The redesigned 33-storey Westcorp hotel planned for the downtown Kelowna waterfront.—contributed

The redesigned 33-storey Westcorp hotel planned for the downtown Kelowna waterfront.—contributed

Kelowna council approves 33-storey downtown hotel tower

Overwhelming support for what would be the tallest building in the city Tuesday at council meeting

Despite a strong recommendation against the proposal by city staff, Kelowna council has approved a development permit to allow a 33-storey hotel/condo tower on the downtown lakeshore.

The building, to be built by Edmonton-based developer Westcorp, will be 131 metres high, making it the tallest building not only in the city, but between Calgary and the Lower Mainland.

“I think it will be a beacon for the city,” said Coun. Luke Stack. “It’s going to put Kelowna on the map.”

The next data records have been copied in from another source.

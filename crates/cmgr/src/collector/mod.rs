//! Control surface of the managed telemetry collector
//!
//! The manager never looks inside the collector's pipeline. It starts,
//! stops, restarts and validates it, and reads or rewrites its config file.
//! Implementations include a child-process driver (production) and an
//! in-memory mock (testing).

mod mock;
mod process;

pub use mock::MockCollector;
pub use process::ProcessCollector;

use async_trait::async_trait;
use std::path::PathBuf;
use std::sync::Arc;

/// Result type for collector operations
pub type Result<T> = std::result::Result<T, CollectorError>;

/// Shared handle used by the manager's handlers
pub type SharedCollector = Arc<dyn Collector>;

/// Collector errors
#[derive(Debug, Clone, PartialEq, thiserror::Error)]
pub enum CollectorError {
    /// Run was called while the collector is running
    #[error("collector already running")]
    AlreadyRunning,

    /// The collector could not be started
    #[error("failed to start collector: {message}")]
    StartFailed { message: String },

    /// The collector exited on its own
    #[error("collector exited unexpectedly: {message}")]
    Exited { message: String },

    /// The configuration file was rejected
    #[error("invalid collector config: {message}")]
    InvalidConfig { message: String },
}

/// Running state plus the last error observed
#[derive(Debug, Clone, Default, PartialEq)]
pub struct CollectorStatus {
    pub running: bool,
    pub err: Option<CollectorError>,
}

/// Collector abstraction
///
/// Implementations must be thread-safe (Send + Sync); the lifecycle handler
/// and the task handler both hold the same handle.
#[async_trait]
pub trait Collector: Send + Sync {
    /// Start the collector
    ///
    /// # Errors
    ///
    /// Returns error if already running or if startup fails
    async fn run(&self) -> Result<()>;

    /// Stop the collector. Stopping a stopped collector is a no-op.
    async fn stop(&self);

    /// Stop, then run again
    async fn restart(&self) -> Result<()>;

    /// Current running state and last error
    fn status(&self) -> CollectorStatus;

    /// Path of the collector's YAML configuration file
    fn config_path(&self) -> PathBuf;

    /// Dry-run the current config file without touching the live collector
    async fn validate_config(&self) -> Result<()>;
}
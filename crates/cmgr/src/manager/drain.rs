//! Final flush of unsent outbound messages

use crate::transport::{self, ConnectionOutcome};
use collector_manager_core::Message;
use futures_util::StreamExt;
use std::time::Duration;
use tokio::sync::mpsc;
use tokio::time::{timeout_at, Instant};
use tokio_util::sync::CancellationToken;
use tracing::{debug, info, warn};

/// Overall deadline for the drain connection
pub const DRAIN_TIMEOUT: Duration = Duration::from_secs(10);

/// Send whatever is left in `outbound` over one fresh connection.
///
/// The queue is closed first, so no producer can add to it. Failures are
/// logged and never returned: exit must not wait on a dead network.
pub async fn drain(
    endpoint: &str,
    headers: &[(String, String)],
    mut outbound: mpsc::Receiver<Message>,
    deadline: Duration,
) {
    outbound.close();
    if outbound.is_empty() {
        debug!("No unsent messages to drain");
        return;
    }

    info!(pending = outbound.len(), "Draining unsent messages");
    let deadline = Instant::now() + deadline;

    let conn = match timeout_at(deadline, transport::open(endpoint, headers)).await {
        Ok(Ok(conn)) => conn,
        Ok(Err(e)) => {
            warn!(pending = outbound.len(), "Failed to open drain connection: {}", e);
            return;
        }
        Err(_) => {
            warn!(pending = outbound.len(), "Timed out opening drain connection");
            return;
        }
    };

    let (mut sink, _stream) = conn.split();
    let never = CancellationToken::new();
    match timeout_at(deadline, transport::send(&never, &mut sink, &mut outbound)).await {
        Ok(ConnectionOutcome::Drained) => info!("Drained all unsent messages"),
        Ok(ConnectionOutcome::HardError(e)) => {
            warn!(pending = outbound.len(), "Drain failed: {}", e);
        }
        Ok(outcome) => debug!(?outcome, "Drain ended early"),
        Err(_) => warn!(pending = outbound.len(), "Timed out draining unsent messages"),
    }

    transport::close(&mut sink).await;
}

#[cfg(test)]
mod tests {
    use super::*;

    #[tokio::test]
    async fn test_empty_queue_skips_connection() {
        let (tx, rx) = mpsc::channel::<Message>(4);
        drop(tx);

        // An unroutable endpoint would fail or stall if it were dialed
        let result = tokio::time::timeout(
            Duration::from_secs(1),
            drain("ws://192.0.2.1:9/v1/connect", &[], rx, DRAIN_TIMEOUT),
        )
        .await;
        assert!(result.is_ok());
    }

    #[tokio::test]
    async fn test_unreachable_endpoint_gives_up() {
        let (tx, rx) = mpsc::channel(4);
        tx.send(Message::new("statusReport", &()).unwrap()).await.unwrap();

        let result = tokio::time::timeout(
            Duration::from_secs(5),
            drain("ws://127.0.0.1:9/v1/connect", &[], rx, Duration::from_millis(500)),
        )
        .await;
        assert!(result.is_ok());
    }
}
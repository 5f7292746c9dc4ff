//! Remote task requests and their responses

use crate::message::{self, Message, MessageError};
use serde::{Deserialize, Serialize};
use serde_json::{Map, Value};
use std::fmt;

/// A remotely requested operation
#[derive(Debug, Clone, PartialEq, Serialize, Deserialize)]
#[serde(rename_all = "camelCase")]
pub struct Task {
    #[serde(rename = "type")]
    pub task_type: String,
    pub id: String,
    #[serde(default)]
    pub parameters: Map<String, Value>,
}

/// Known task types; anything else is [`TaskKind::Unknown`]
#[derive(Debug, Clone, Copy, PartialEq, Eq)]
pub enum TaskKind {
    Reconfigure,
    Restart,
    Shutdown,
    Unknown,
}

impl TaskKind {
    pub fn parse(task_type: &str) -> Self {
        match task_type {
            "reconfigure" => Self::Reconfigure,
            "restart" => Self::Restart,
            "shutdown" => Self::Shutdown,
            _ => Self::Unknown,
        }
    }
}

impl Task {
    /// Decode a task from an inbound message tagged as a task request.
    pub fn from_message(msg: &Message) -> Result<Self, MessageError> {
        msg.decode_tagged(message::TASK)
    }

    pub fn kind(&self) -> TaskKind {
        TaskKind::parse(&self.task_type)
    }

    /// Successful response echoing this task.
    pub fn success(&self) -> Response {
        self.respond(ResponseStatus::Success, String::new(), Map::new())
    }

    /// Failed response echoing this task. The error text lands in `details.error`.
    pub fn failure(&self, message: impl Into<String>, err: impl fmt::Display) -> Response {
        let mut details = Map::new();
        details.insert("error".to_string(), Value::String(err.to_string()));
        self.respond(ResponseStatus::Failure, message.into(), details)
    }

    /// Response for a task that could not be run to completion at all.
    pub fn exception(&self, message: impl Into<String>) -> Response {
        self.respond(ResponseStatus::Exception, message.into(), Map::new())
    }

    fn respond(
        &self,
        status: ResponseStatus,
        message: String,
        details: Map<String, Value>,
    ) -> Response {
        Response {
            task_type: self.task_type.clone(),
            id: self.id.clone(),
            status,
            message,
            details,
        }
    }
}

/// Outcome of a task
#[derive(Debug, Clone, Copy, PartialEq, Eq, Serialize, Deserialize)]
#[serde(rename_all = "lowercase")]
pub enum ResponseStatus {
    Running,
    Success,
    Failure,
    Exception,
}

/// The one reply sent for each task
#[derive(Debug, Clone, PartialEq, Serialize, Deserialize)]
#[serde(rename_all = "camelCase")]
pub struct Response {
    #[serde(rename = "type")]
    pub task_type: String,
    pub id: String,
    pub status: ResponseStatus,
    #[serde(default)]
    pub message: String,
    #[serde(default, skip_serializing_if = "Map::is_empty")]
    pub details: Map<String, Value>,
}

impl Response {
    pub fn to_message(&self) -> Result<Message, MessageError> {
        Message::new(message::TASK_RESPONSE, self)
    }
}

Council voted five to two to approve the development permit, which included a height variance making the tower seven storeys taller than a plan for the hotel previously approved by council.

Only Councillors Ryan Donn and Charlie Hodge opposed approval for the project.

While he praised the building—which will include 174 hotel rooms, 49 condominiums, a conference centre, a restaurant on the 17th floor and commercial space on the ground floor—Hodge said he felt the location at the foot of Queensway downtown was the wrong place for such a tall building.

City staff said in a report to council that they were concerned about the height, the shadows it would cast and the sheer size of the six-storey podium building the tower will sit on.

At a council meeting that went late into the night Tuesday, council was told by Gail Temple, vice-president of Westcorp that changes to the design of the podium building had been made to step it back at the 20 and 23 metre levels to soften its impact at street level.

The hotel is the latest in a string of residential towers to be approved for the downtown area in Kelowna, including a 21-storey building currently under construction on Sunset Drive, the 36 and 29-storey twin-towers of One Water Street next door, and the 20-storey Ella tower on Lawrence Avenue.

But they will all be dwarfed by the hotel, which was redesigned last year after originally being approved by council at 26 stories. (While it will have more storeys, the taller of the two One water Street towers will actually be 12 metres shorter.)

Westcorp said it had to redesign the hotel, and include the condominiums on the upper floors, to make the project financially viable. It also added two floors of underground parking, with the rest of the parking in the podium building.

Th elliptical-shaped tower was supported by 21 of the 25 people who spoke at the council meeting and by 114 of the 120 people who wrote letters to the city about the project.

Most of the supporters called the project a landmark development for the city, one that would become an iconic building in Kelowna.

Mayor Colin Basran, who supported the project despite initial concerns about the size of the podium portion, said he was not concerned about the height.

“I don’t see this as setting a precedent,” said Basran. “This council prides itself on looking at projects on a case-by-case basis.”

He said the city needed a project like the Westcorp hotel and while he feels Kelowna is already on the map, he said he thinks the new building will shine the spotlight on the city “even brighter than before.”